Kimono Capers

For our July meeting, Katie from Japan Crafts came to talk to us about the art and history of kimono wearing.  Katie has the envious task of travelling to Japan several times a year to pick up textiles and craft supplies for her business.  She also collects vintage kimonos and kimono accessories and she brought a selection of these with her along with some craft kits and Japanese fabric which were very popular with our members.

craft materials for sale

Fabulous fabrics from Japan

Katie has a kimono teacher in Japan so she really knows her stuff: she’s very knowledgeable about the history of kimono wearing as well as all the different styles of kimono and accessories that go with it. She began the kimono demonstration by dressing a mannequin in cotton underwear that looked like a dressing gown.

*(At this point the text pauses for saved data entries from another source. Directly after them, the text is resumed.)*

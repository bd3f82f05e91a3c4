//! Drawer open/closed state and its slide transition.
//!
//! The logical value flips as soon as an operation is invoked. The visual
//! slide is advanced by [`DrawerState::tick`] from the UI loop, and each
//! operation hands back a [`Transition`] that resolves once the slide settles.

pub mod menu;
mod transition;

use futures::channel::oneshot;

pub use menu::{Icon, MenuCursor, MenuEntry, MENU};
pub use transition::Transition;

/// Whether the drawer is open.
#[derive(Debug, Clone, Copy, PartialEq, Eq, Default)]
pub enum DrawerValue {
    /// Panel visible.
    Open,
    /// Panel hidden.
    #[default]
    Closed,
}

impl DrawerValue {
    /// The opposite value.
    pub fn flipped(self) -> Self {
        match self {
            DrawerValue::Open => DrawerValue::Closed,
            DrawerValue::Closed => DrawerValue::Open,
        }
    }

    /// Lowercase name for status and log messages.
    pub fn name(self) -> &'static str {
        match self {
            DrawerValue::Open => "open",
            DrawerValue::Closed => "closed",
        }
    }
}

/// Drawer state owned by the shell.
#[derive(Debug)]
pub struct DrawerState {
    value: DrawerValue,
    /// Slide position in ticks, `0` fully hidden, `frames` fully shown.
    offset: u16,
    frames: u16,
    waiters: Vec<oneshot::Sender<DrawerValue>>,
}

impl DrawerState {
    /// Create a closed drawer whose slide takes `frames` ticks.
    pub fn new(frames: u16) -> Self {
        Self {
            value: DrawerValue::Closed,
            offset: 0,
            frames,
            waiters: Vec::new(),
        }
    }

    /// The logical value.
    pub fn value(&self) -> DrawerValue {
        self.value
    }

    /// Whether the drawer is open.
    pub fn is_open(&self) -> bool {
        self.value == DrawerValue::Open
    }

    /// Whether the drawer is closed.
    pub fn is_closed(&self) -> bool {
        self.value == DrawerValue::Closed
    }

    /// Flip between open and closed.
    pub fn toggle(&mut self) -> Transition {
        self.animate_to(self.value.flipped())
    }

    /// Open the drawer.
    pub fn open(&mut self) -> Transition {
        self.animate_to(DrawerValue::Open)
    }

    /// Close the drawer. Closing a closed drawer changes nothing.
    pub fn close(&mut self) -> Transition {
        self.animate_to(DrawerValue::Closed)
    }

    /// Advance the slide by one tick.
    ///
    /// Returns `true` while the slide is still in flight.
    pub fn tick(&mut self) -> bool {
        let target = self.target_offset();
        if self.offset < target {
            self.offset += 1;
        } else if self.offset > target {
            self.offset -= 1;
        }

        if self.offset == target {
            self.notify_settled();
            false
        } else {
            true
        }
    }

    /// Jump the slide to its end.
    pub fn settle(&mut self) {
        self.offset = self.target_offset();
        self.notify_settled();
    }

    /// Whether a slide is in flight.
    pub fn is_animating(&self) -> bool {
        self.offset != self.target_offset()
    }

    /// How much of the panel is shown, from `0.0` to `1.0`.
    pub fn visible_fraction(&self) -> f32 {
        if self.frames == 0 {
            return match self.value {
                DrawerValue::Open => 1.0,
                DrawerValue::Closed => 0.0,
            };
        }
        f32::from(self.offset) / f32::from(self.frames)
    }

    fn target_offset(&self) -> u16 {
        match self.value {
            DrawerValue::Open => self.frames,
            DrawerValue::Closed => 0,
        }
    }

    fn animate_to(&mut self, value: DrawerValue) -> Transition {
        if self.value != value {
            tracing::debug!(from = self.value.name(), to = value.name(), "drawer");
            self.value = value;
        }

        if !self.is_animating() {
            self.notify_settled();
            return Transition::settled(value);
        }

        let (transition, tx) = Transition::pending(value);
        self.waiters.push(tx);
        transition
    }

    fn notify_settled(&mut self) {
        for tx in self.waiters.drain(..) {
            // A dropped transition has nobody left to tell.
            let _ = tx.send(self.value);
        }
    }
}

She explained that in the past kimonos used to be everyday wear but now they are kept for ceremonial and formal occasions, often to do with matchmaking, and are extremely expensive. Part of the reason for this is that the fabric is often handwoven and handprinted and can take a long time to produce. Katie told us that it can cost £2,000 to buy a handprinted silk kimono but could cost ten times more than that. Many kimonos are made of silk and they need to be kept away from the body because they can’t be washed.  We were surprised at how much padding goes underneath a kimono to get the body to the ‘right’ shape which is basically a rectangle.  The bust has to be flattened and the waist padded out and there are a number of ties that need tying around the various undergarments along with accessories to attach like collar stiffeners, so a kimono wearer may need up to 3 dressers to help her into her outfit!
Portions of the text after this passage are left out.